[Saved data entries]
⁂

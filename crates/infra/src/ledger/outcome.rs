//! Flat `{success, message, ...}` results for callers at the transport edge.
//!
//! The store itself returns `LedgerResult`; these types fold a rejection into
//! a value so business-rule failures read differently from system faults.

use serde::Serialize;

use ledgercast_core::{Amount, LedgerError, LedgerResult};

pub const DEPOSIT_OK: &str = "deposit successful";
pub const WITHDRAW_OK: &str = "withdrawal successful";
pub const TRANSFER_OK: &str = "transfer successful";

/// Balances right after a successful transfer.
#[derive(Debug, Clone, Copy, PartialEq, Eq)]
pub struct TransferReceipt {
    pub from_balance: Amount,
    pub to_balance: Amount,
}

/// Result of a deposit or withdrawal.
#[derive(Debug, Clone, PartialEq, Eq, Serialize)]
pub struct OperationResult {
    pub success: bool,
    pub message: String,
    /// Only set on success.
    pub new_balance: Option<Amount>,
    /// Why the operation was refused; not part of the wire shape.
    #[serde(skip)]
    pub rejection: Option<LedgerError>,
}

impl OperationResult {
    pub fn from_result(result: &LedgerResult<Amount>, success_message: &str) -> Self {
        match result {
            Ok(balance) => Self {
                success: true,
                message: success_message.to_string(),
                new_balance: Some(*balance),
                rejection: None,
            },
            Err(e) => Self {
                success: false,
                message: e.to_string(),
                new_balance: None,
                rejection: Some(e.clone()),
            },
        }
    }
}

/// Result of a transfer.
#[derive(Debug, Clone, PartialEq, Eq, Serialize)]
pub struct TransferResult {
    pub success: bool,
    pub message: String,
    pub from_balance: Option<Amount>,
    pub to_balance: Option<Amount>,
    #[serde(skip)]
    pub rejection: Option<LedgerError>,
}

impl From<&LedgerResult<TransferReceipt>> for TransferResult {
    fn from(result: &LedgerResult<TransferReceipt>) -> Self {
        match result {
            Ok(r) => Self {
                success: true,
                message: TRANSFER_OK.to_string(),
                from_balance: Some(r.from_balance),
                to_balance: Some(r.to_balance),
                rejection: None,
            },
            Err(e) => Self {
                success: false,
                message: e.to_string(),
                from_balance: None,
                to_balance: None,
                rejection: Some(e.clone()),
            },
        }
    }
}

⁂

Give only the lines from the one holding "pub struct OperationResult" through the one holding "Ok(balance) => Self", each restated exactly as it appears above.

pub struct OperationResult {
    pub success: bool,
    pub message: String,
    /// Only set on success.
    pub new_balance: Option<Amount>,
    /// Why the operation was refused; not part of the wire shape.
    #[serde(skip)]
    pub rejection: Option<LedgerError>,
}

impl OperationResult {
    pub fn from_result(result: &LedgerResult<Amount>, success_message: &str) -> Self {
        match result {
            Ok(balance) => Self {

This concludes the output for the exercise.